Will IP Video Explosion Lead to a Crisis?


There are many numbers in this eWeek story describing the latest edition of Cisco's Visual Networking Index. My favorite is that by 2013, the company predicts that there will be 11 billion square feet of screen space on earth.

The entire story is interesting. The company says that by that year IP traffic will be five times what it was in 2008, and that 90 percent of that traffic will be video. Other nice tidbits include the fact that the number of exabytes of IP traffic will grow from 8 per month last year to 56 per month in 2013. Global IP traffic in 2013 will be 667 exabytes which, of course, is two-thirds of a zettabyte. A zettabyte, as we all know, is a trillion gigabytes.

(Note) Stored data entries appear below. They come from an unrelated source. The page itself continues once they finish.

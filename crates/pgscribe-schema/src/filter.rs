//! Filters and sorts.

use std::fmt;
use std::str::FromStr;

use crate::Value;

/// Filter operators.
///
/// Each operator has a short name (`eq`, `cs`, `sr`, ...) and parses from
/// either that name, its long alias, or its SQL symbol.
#[derive(Debug, Clone, Copy, PartialEq, Eq, Hash)]
pub enum FilterOp {
    Eq,
    Neq,
    Gt,
    Gte,
    Lt,
    Lte,
    Like,
    ILike,
    Is,
    In,
    /// Array/range containment: `@>`
    Contains,
    /// Array/range containment: `<@`
    ContainedBy,
    /// Range strictly left of: `<<`
    RangeLt,
    /// Range strictly right of: `>>`
    RangeGt,
    /// Range does not extend to the right of: `&<`
    RangeLte,
    /// Range does not extend to the left of: `&>`
    RangeGte,
    /// Range is adjacent to: `-|-`
    RangeAdjacent,
    /// Array/range overlap: `&&`
    Overlaps,
}

impl FilterOp {
    pub const ALL: [FilterOp; 18] = [
        FilterOp::Eq,
        FilterOp::Neq,
        FilterOp::Gt,
        FilterOp::Gte,
        FilterOp::Lt,
        FilterOp::Lte,
        FilterOp::Like,
        FilterOp::ILike,
        FilterOp::Is,
        FilterOp::In,
        FilterOp::Contains,
        FilterOp::ContainedBy,
        FilterOp::RangeLt,
        FilterOp::RangeGt,
        FilterOp::RangeLte,
        FilterOp::RangeGte,
        FilterOp::RangeAdjacent,
        FilterOp::Overlaps,
    ];

    /// Short name of the operator.
    pub fn as_str(self) -> &'static str {
        match self {
            FilterOp::Eq => "eq",
            FilterOp::Neq => "neq",
            FilterOp::Gt => "gt",
            FilterOp::Gte => "gte",
            FilterOp::Lt => "lt",
            FilterOp::Lte => "lte",
            FilterOp::Like => "like",
            FilterOp::ILike => "ilike",
            FilterOp::Is => "is",
            FilterOp::In => "in",
            FilterOp::Contains => "cs",
            FilterOp::ContainedBy => "cd",
            FilterOp::RangeLt => "sl",
            FilterOp::RangeGt => "sr",
            FilterOp::RangeLte => "nxr",
            FilterOp::RangeGte => "nxl",
            FilterOp::RangeAdjacent => "adj",
            FilterOp::Overlaps => "ov",
        }
    }

    /// Whether the operator can compare a row value against a tuple.
    pub fn supports_tuples(self) -> bool {
        matches!(
            self,
            FilterOp::Eq
                | FilterOp::Neq
                | FilterOp::Gt
                | FilterOp::Gte
                | FilterOp::Lt
                | FilterOp::Lte
                | FilterOp::In
        )
    }
}

impl fmt::Display for FilterOp {
    fn fmt(&self, f: &mut fmt::Formatter<'_>) -> fmt::Result {
        f.write_str(self.as_str())
    }
}

/// An operator name that does not map to any [`FilterOp`].
#[derive(Debug, Clone, PartialEq, Eq, thiserror::Error)]
#[error("unknown filter operator `{0}`")]
pub struct UnknownOperator(pub String);

impl FromStr for FilterOp {
    type Err = UnknownOperator;

    fn from_str(s: &str) -> Result<Self, Self::Err> {
        let op = match s.trim().to_ascii_lowercase().as_str() {
            "eq" | "=" => FilterOp::Eq,
            "neq" | "<>" | "!=" => FilterOp::Neq,
            "gt" | ">" => FilterOp::Gt,
            "gte" | ">=" => FilterOp::Gte,
            "lt" | "<" => FilterOp::Lt,
            "lte" | "<=" => FilterOp::Lte,
            "like" | "~~" => FilterOp::Like,
            "ilike" | "~~*" => FilterOp::ILike,
            "is" => FilterOp::Is,
            "in" => FilterOp::In,
            "cs" | "contains" | "@>" => FilterOp::Contains,
            "cd" | "containedby" | "<@" => FilterOp::ContainedBy,
            "sl" | "range_lt" | "<<" => FilterOp::RangeLt,
            "sr" | "range_gt" | ">>" => FilterOp::RangeGt,
            "nxr" | "range_lte" | "&<" => FilterOp::RangeLte,
            "nxl" | "range_gte" | "&>" => FilterOp::RangeGte,
            "adj" | "range_adjacent" | "-|-" => FilterOp::RangeAdjacent,
            "ov" | "overlaps" | "&&" => FilterOp::Overlaps,
            _ => return Err(UnknownOperator(s.to_string())),
        };
        Ok(op)
    }
}

/// What a filter compares: one column, or a row of columns.
#[derive(Debug, Clone, PartialEq)]
pub enum FilterTarget {
    Column(String),
    /// `("a", "b") = (1, 2)`
    Tuple(Vec<String>),
}

impl fmt::Display for FilterTarget {
    fn fmt(&self, f: &mut fmt::Formatter<'_>) -> fmt::Result {
        match self {
            FilterTarget::Column(c) => f.write_str(c),
            FilterTarget::Tuple(cols) => write!(f, "({})", cols.join(", ")),
        }
    }
}

/// One WHERE condition.
#[derive(Debug, Clone, PartialEq)]
pub struct Filter {
    pub target: FilterTarget,
    pub op: FilterOp,
    pub value: Value,
}

impl Filter {
    pub fn new(column: impl Into<String>, op: FilterOp, value: impl Into<Value>) -> Self {
        Self {
            target: FilterTarget::Column(column.into()),
            op,
            value: value.into(),
        }
    }

    /// A filter over several columns at once, compared as a row value.
    pub fn tuple(
        columns: impl IntoIterator<Item = impl Into<String>>,
        op: FilterOp,
        value: impl Into<Value>,
    ) -> Self {
        Self {
            target: FilterTarget::Tuple(columns.into_iter().map(Into::into).collect()),
            op,
            value: value.into(),
        }
    }

    /// Build a filter from an operator name, as it arrives from a caller.
    pub fn parse(
        column: impl Into<String>,
        op: &str,
        value: impl Into<Value>,
    ) -> Result<Self, UnknownOperator> {
        Ok(Self::new(column, op.parse()?, value))
    }
}

/// Sort direction.
#[derive(Debug, Clone, Copy, PartialEq, Eq, Default)]
pub enum SortOrder {
    /// Ascending order (default)
    #[default]
    Asc,
    /// Descending order
    Desc,
}

/// Where NULLs go in a sort.
#[derive(Debug, Clone, Copy, PartialEq, Eq, Default)]
pub enum NullsOrder {
    /// Use database default (NULLS LAST for ASC, NULLS FIRST for DESC)
    #[default]
    Default,
    /// Sort nulls before non-null values
    First,
    /// Sort nulls after non-null values
    Last,
}

/// One ORDER BY entry.
#[derive(Debug, Clone, PartialEq, Eq)]
pub struct Sort {
    pub column: String,
    pub order: SortOrder,
    pub nulls: NullsOrder,
}

impl Sort {
    pub fn asc(column: impl Into<String>) -> Self {
        Self {
            column: column.into(),
            order: SortOrder::Asc,
            nulls: NullsOrder::Default,
        }
    }

    pub fn desc(column: impl Into<String>) -> Self {
        Self {
            column: column.into(),
            order: SortOrder::Desc,
            nulls: NullsOrder::Default,
        }
    }

    pub fn nulls_first(mut self) -> Self {
        self.nulls = NullsOrder::First;
        self
    }

    pub fn nulls_last(mut self) -> Self {
        self.nulls = NullsOrder::Last;
        self
    }
}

So the bottom line is that IP traffic will proliferate at an astonishing rate, and that video will be the driver. There is absolutely no reason to doubt that this will happen, but there are interesting qualifications and questions that should be posed as well. The first, of course, is to keep in mind that the sponsors of the report are the preeminent networking firm in the world. So it's a bit like Coca-Cola predicting that in 2013 people will be thirsty.


The question of sponsorship always is relevant when a survey or study is done by a vendor who would benefit by a certain outcome. In this case, however, the Cisco presence makes it reasonable to assume that the study was objective. People indeed will be thirsty in 2013, and people also will need a ton of bandwidth. If Cisco says it's two-thirds of a zettabyte, that's good enough for me.


A second question is how meaningful predictions can be made in an atmosphere in which things are changing so precipitously. The answer, no doubt, is that they can't be. For instance, the advent of demand from smart grid and other green initiatives were largely unforeseen a few years ago. Now it is considered to be a major driver. Similar shifts almost certainly will occur during the term of the study -- and, perhaps, not all in the direction of more bandwidth. Despite the uncertainty, however, the takeaway that there is going to be a mind boggling and constantly increasing amount of IP traffic in general and video in particular pinging around the globe no doubt is solid.


The vital question, and one where the answer needs a bit of specificity, is this: Assuming growth of this scale-but also assuming the normal growth in available bandwidth, the improved capacity of the networking gear (by, for instance, opening new wavelengths in optical transmission equipment) and more efficient compression and related techniques-will all that demand lead to a crisis? That's a policy question for the government and a planning question for carriers that must be addressed as we approach the second half of 2009.


The question of how to prepare for the near- and mid-term future is vital. It's also apparent in the staggering move toward IPv6. The core of the issue is whether we are at the height of the growth curve in demand or if it will continue to accelerate. With apologies to Everett Dirksen, it is possible to say that exabyte here and an exabyte there pretty soon adds up to some real bandwidth.